Work order>
Keep to one stretch of the data below, the lines from the one with "Validates an element" up to and including the one with "let element = element.into();", and return that stretch exactly.

======== Data records

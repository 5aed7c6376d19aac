//! The [`SpatialData`] container.
//!
//! Elements live in an arena and are referred to by [`ElementId`]
//! handles. Each of the four collections (images, labels, points, shapes)
//! maps names to handles; binding the same handle under two names is an
//! explicit [`SpatialData::alias`], never an accident of sharing.

mod concat;
mod filter;
pub mod io_json;

pub use concat::{concatenate, concatenate_tables, MERGED_REGION_KEY};

use std::collections::{BTreeMap, BTreeSet};
use std::fmt;

use crate::error::{Result, SpatialDataError};
use crate::model::{
    get_schema, ElementKind, Points, RasterElement, Shapes, SpatialElement, Table, TableModel,
};
use crate::transform::{HasTransformations, Transformation};

/// Identity-stable handle of an element stored in a container.
#[derive(Clone, Copy, Debug, PartialEq, Eq, Hash, PartialOrd, Ord)]
pub struct ElementId(usize);

/// A multi-modal spatial dataset.
#[derive(Clone, Debug, Default)]
pub struct SpatialData {
    arena: Vec<Option<SpatialElement>>,
    bindings: BTreeMap<ElementKind, BTreeMap<String, ElementId>>,
    table: Option<Table>,
}

impl SpatialData {
    pub fn new() -> Self {
        Self::default()
    }

    pub fn with_image(mut self, name: impl Into<String>, image: RasterElement) -> Result<Self> {
        self.add_image(name, image)?;
        Ok(self)
    }

    pub fn with_labels(mut self, name: impl Into<String>, labels: RasterElement) -> Result<Self> {
        self.add_labels(name, labels)?;
        Ok(self)
    }

    pub fn with_points(mut self, name: impl Into<String>, points: Points) -> Result<Self> {
        self.add_points(name, points)?;
        Ok(self)
    }

    pub fn with_shapes(mut self, name: impl Into<String>, shapes: Shapes) -> Result<Self> {
        self.add_shapes(name, shapes)?;
        Ok(self)
    }

    pub fn with_table(mut self, table: Table) -> Result<Self> {
        self.set_table(table)?;
        Ok(self)
    }

    pub fn add_image(&mut self, name: impl Into<String>, image: RasterElement) -> Result<ElementId> {
        self.insert(ElementKind::Images, name, image)
    }

    pub fn add_labels(&mut self, name: impl Into<String>, labels: RasterElement) -> Result<ElementId> {
        self.insert(ElementKind::Labels, name, labels)
    }

    pub fn add_points(&mut self, name: impl Into<String>, points: Points) -> Result<ElementId> {
        self.insert(ElementKind::Points, name, points)
    }

    pub fn add_shapes(&mut self, name: impl Into<String>, shapes: Shapes) -> Result<ElementId> {
        self.insert(ElementKind::Shapes, name, shapes)
    }

    /// Validates an element and binds it under `kind/name`.
    pub fn insert(
        &mut self,
        kind: ElementKind,
        name: impl Into<String>,
        element: impl Into<SpatialElement>,
    ) -> Result<ElementId> {
        let name = name.into();
        let element = element.into();
        self.check_binding(kind, &name, &element)?;
        let id = ElementId(self.arena.len());
        self.arena.push(Some(element));
        self.bind(kind, name, id);
        Ok(id)
    }

    /// Binds an element already in the container under a second name.
    pub fn alias(&mut self, kind: ElementKind, name: impl Into<String>, id: ElementId) -> Result<()> {
        let name = name.into();
        let element = self.get(id).ok_or(SpatialDataError::ElementNotFound)?;
        self.check_binding(kind, &name, element)?;
        self.bind(kind, name, id);
        Ok(())
    }

    fn check_binding(&self, kind: ElementKind, name: &str, element: &SpatialElement) -> Result<()> {
        if name.is_empty() {
            return Err(SpatialDataError::UnsupportedInput(
                "element names must be non-empty".into(),
            ));
        }
        let schema = get_schema(element)?;
        if !kind.accepts(schema) {
            return Err(SpatialDataError::UnsupportedInput(format!(
                "a {} element cannot be stored in `{kind}`",
                schema.name()
            )));
        }
        if self.id(kind, name).is_some() {
            return Err(SpatialDataError::DuplicateName {
                kind: kind.as_str(),
                name: name.to_string(),
            });
        }
        Ok(())
    }

    fn bind(&mut self, kind: ElementKind, name: String, id: ElementId) {
        self.bindings.entry(kind).or_default().insert(name, id);
    }

    /// Unbinds `kind/name` and returns its element.
    ///
    /// The element stays in the container if another name is bound to it.
    pub fn remove(&mut self, kind: ElementKind, name: &str) -> Result<SpatialElement> {
        let id = self
            .bindings
            .get_mut(&kind)
            .and_then(|names| names.remove(name))
            .ok_or(SpatialDataError::ElementNotFound)?;
        if self.references_region(kind, name) {
            log::warn!("removed `{kind}/{name}` is still annotated by the table");
        }
        let still_bound = self.bindings.values().flat_map(|m| m.values()).any(|i| *i == id);
        let slot = self.arena.get_mut(id.0).ok_or(SpatialDataError::ElementNotFound)?;
        if still_bound {
            slot.clone().ok_or(SpatialDataError::ElementNotFound)
        } else {
            slot.take().ok_or(SpatialDataError::ElementNotFound)
        }
    }

    pub fn get(&self, id: ElementId) -> Option<&SpatialElement> {
        self.arena.get(id.0)?.as_ref()
    }

    pub fn get_mut(&mut self, id: ElementId) -> Option<&mut SpatialElement> {
        self.arena.get_mut(id.0)?.as_mut()
    }

    pub fn id(&self, kind: ElementKind, name: &str) -> Option<ElementId> {
        self.bindings.get(&kind)?.get(name).copied()
    }

    pub fn element(&self, kind: ElementKind, name: &str) -> Option<&SpatialElement> {
        self.get(self.id(kind, name)?)
    }

    pub fn element_mut(&mut self, kind: ElementKind, name: &str) -> Option<&mut SpatialElement> {
        let id = self.id(kind, name)?;
        self.get_mut(id)
    }

    /// Every binding as `(kind, name, element)`, by kind and then name.
    pub fn iter(&self) -> impl Iterator<Item = (ElementKind, &str, &SpatialElement)> {
        self.bindings.iter().flat_map(move |(kind, names)| {
            names
                .iter()
                .filter_map(move |(name, id)| Some((*kind, name.as_str(), self.get(*id)?)))
        })
    }

    /// Names bound in one collection, sorted.
    pub fn names(&self, kind: ElementKind) -> Vec<&str> {
        self.bindings
            .get(&kind)
            .map(|m| m.keys().map(String::as_str).collect())
            .unwrap_or_default()
    }

    pub fn images(&self) -> impl Iterator<Item = (&str, &RasterElement)> {
        self.of_kind(ElementKind::Images).filter_map(|(n, e)| Some((n, e.as_raster()?)))
    }

    pub fn labels(&self) -> impl Iterator<Item = (&str, &RasterElement)> {
        self.of_kind(ElementKind::Labels).filter_map(|(n, e)| Some((n, e.as_raster()?)))
    }

    pub fn points(&self) -> impl Iterator<Item = (&str, &Points)> {
        self.of_kind(ElementKind::Points).filter_map(|(n, e)| Some((n, e.as_points()?)))
    }

    pub fn shapes(&self) -> impl Iterator<Item = (&str, &Shapes)> {
        self.of_kind(ElementKind::Shapes).filter_map(|(n, e)| Some((n, e.as_shapes()?)))
    }

    fn of_kind(&self, kind: ElementKind) -> impl Iterator<Item = (&str, &SpatialElement)> {
        self.iter()
            .filter(move |(k, _, _)| *k == kind)
            .map(|(_, n, e)| (n, e))
    }

    pub fn get_image(&self, name: &str) -> Option<&RasterElement> {
        self.element(ElementKind::Images, name)?.as_raster()
    }

    pub fn get_labels(&self, name: &str) -> Option<&RasterElement> {
        self.element(ElementKind::Labels, name)?.as_raster()
    }

    pub fn get_points(&self, name: &str) -> Option<&Points> {
        self.element(ElementKind::Points, name)?.as_points()
    }

    pub fn get_shapes(&self, name: &str) -> Option<&Shapes> {
        self.element(ElementKind::Shapes, name)?.as_shapes()
    }

    /// Number of bindings (an aliased element counts once per name).
    pub fn len(&self) -> usize {
        self.bindings.values().map(BTreeMap::len).sum()
    }

    pub fn is_empty(&self) -> bool {
        self.len() == 0 && self.table.is_none()
    }

    /// Every `(kind, name)` bound to `id`.
    pub fn locate_all(&self, id: ElementId) -> Vec<(ElementKind, String)> {
        self.bindings
            .iter()
            .flat_map(|(kind, names)| {
                names
                    .iter()
                    .filter(move |(_, i)| **i == id)
                    .map(move |(name, _)| (*kind, name.clone()))
            })
            .collect()
    }

    /// The single `(name, kind)` bound to `id`.
    ///
    /// Fails when the element is not bound, or is bound under more than
    /// one name.
    pub fn locate(&self, id: ElementId) -> Result<(String, ElementKind)> {
        let mut found = self.locate_all(id);
        match found.len() {
            0 => Err(SpatialDataError::ElementNotFound),
            1 => {
                let (kind, name) = found.remove(0);
                Ok((name, kind))
            }
            _ => Err(SpatialDataError::AmbiguousElement {
                bindings: found.iter().map(|(k, n)| format!("{k}/{n}")).collect(),
            }),
        }
    }

    /// Union of the coordinate systems of every element, sorted.
    pub fn coordinate_systems(&self) -> Vec<String> {
        self.arena
            .iter()
            .flatten()
            .flat_map(|e| e.transformations().coordinate_systems())
            .map(str::to_string)
            .collect::<BTreeSet<_>>()
            .into_iter()
            .collect()
    }

    /// `kind/name` paths of the elements mapped into `coordinate_system`.
    pub fn element_paths_in_coordinate_system(&self, coordinate_system: &str) -> Vec<String> {
        self.iter()
            .filter(|(_, _, e)| e.transformations().contains(coordinate_system))
            .map(|(kind, name, _)| format!("{kind}/{name}"))
            .collect()
    }

    /// Transformation of each element into `coordinate_system`.
    pub fn transformations_to(
        &self,
        coordinate_system: &str,
    ) -> Vec<(ElementKind, &str, &Transformation)> {
        self.iter()
            .filter_map(|(kind, name, e)| {
                Some((kind, name, e.transformations().get(coordinate_system)?))
            })
            .collect()
    }

    /// Sets the transformation of `kind/name` into `coordinate_system`.
    ///
    /// Aliased names see the change too.
    pub fn set_transformation(
        &mut self,
        kind: ElementKind,
        name: &str,
        t: Transformation,
        coordinate_system: &str,
    ) -> Result<()> {
        let element = self
            .element_mut(kind, name)
            .ok_or(SpatialDataError::ElementNotFound)?;
        crate::transform::set_transformation(element, t, coordinate_system)
    }

    pub fn table(&self) -> Option<&Table> {
        self.table.as_ref()
    }

    /// Mutable access to the table. Changes are not re-validated until
    /// the table is set again or the container is validated.
    pub fn table_mut(&mut self) -> Option<&mut Table> {
        self.table.as_mut()
    }

    /// Validates and stores the table, replacing any previous one.
    pub fn set_table(&mut self, table: Table) -> Result<()> {
        TableModel::validate_linkage(&table)?;
        for region in self.dangling_regions(&table) {
            log::warn!("table annotates `{region}`, which is not an element of the container");
        }
        self.table = Some(table);
        Ok(())
    }

    pub fn take_table(&mut self) -> Option<Table> {
        self.table.take()
    }

    /// True if `region` names an element, either as `kind/name` or as a
    /// bare name.
    pub fn has_region(&self, region: &str) -> bool {
        match region.split_once('/') {
            Some((kind, name)) => kind
                .parse::<ElementKind>()
                .is_ok_and(|k| self.id(k, name).is_some()),
            None => ElementKind::ALL.iter().any(|k| self.id(*k, region).is_some()),
        }
    }

    /// Regions of `table` that name no element of this container.
    pub fn dangling_regions<'t>(&self, table: &'t Table) -> Vec<&'t str> {
        table
            .attrs
            .as_ref()
            .map(|a| a.regions())
            .unwrap_or_default()
            .into_iter()
            .filter(|r| !self.has_region(r))
            .collect()
    }

    fn references_region(&self, kind: ElementKind, name: &str) -> bool {
        let path = format!("{kind}/{name}");
        self.table
            .as_ref()
            .and_then(|t| t.attrs.as_ref())
            .is_some_and(|a| a.regions().iter().any(|r| *r == path || *r == name))
    }
}

impl fmt::Display for SpatialData {
    fn fmt(&self, f: &mut fmt::Formatter<'_>) -> fmt::Result {
        writeln!(f, "SpatialData object with:")?;
        for kind in ElementKind::ALL {
            let names = self.names(kind);
            if names.is_empty() {
                continue;
            }
            writeln!(f, "├── {}", capitalize(kind.as_str()))?;
            for name in names {
                if let Some(element) = self.element(kind, name) {
                    writeln!(f, "│     ├── '{name}': {}", element.summary())?;
                }
            }
        }
        if let Some(table) = &self.table {
            writeln!(f, "└── Table")?;
            writeln!(f, "      └── {} x {}", table.n_obs(), table.n_vars())?;
        }
        write!(f, "with coordinate systems: {:?}", self.coordinate_systems())
    }
}

fn capitalize(s: &str) -> String {
    let mut chars = s.chars();
    match chars.next() {
        Some(first) => first.to_uppercase().chain(chars).collect(),
        None => String::new(),
    }
}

================

Reply to the exercise>
    /// Validates an element and binds it under `kind/name`.
    pub fn insert(
        &mut self,
        kind: ElementKind,
        name: impl Into<String>,
        element: impl Into<SpatialElement>,
    ) -> Result<ElementId> {
        let name = name.into();
        let element = element.into();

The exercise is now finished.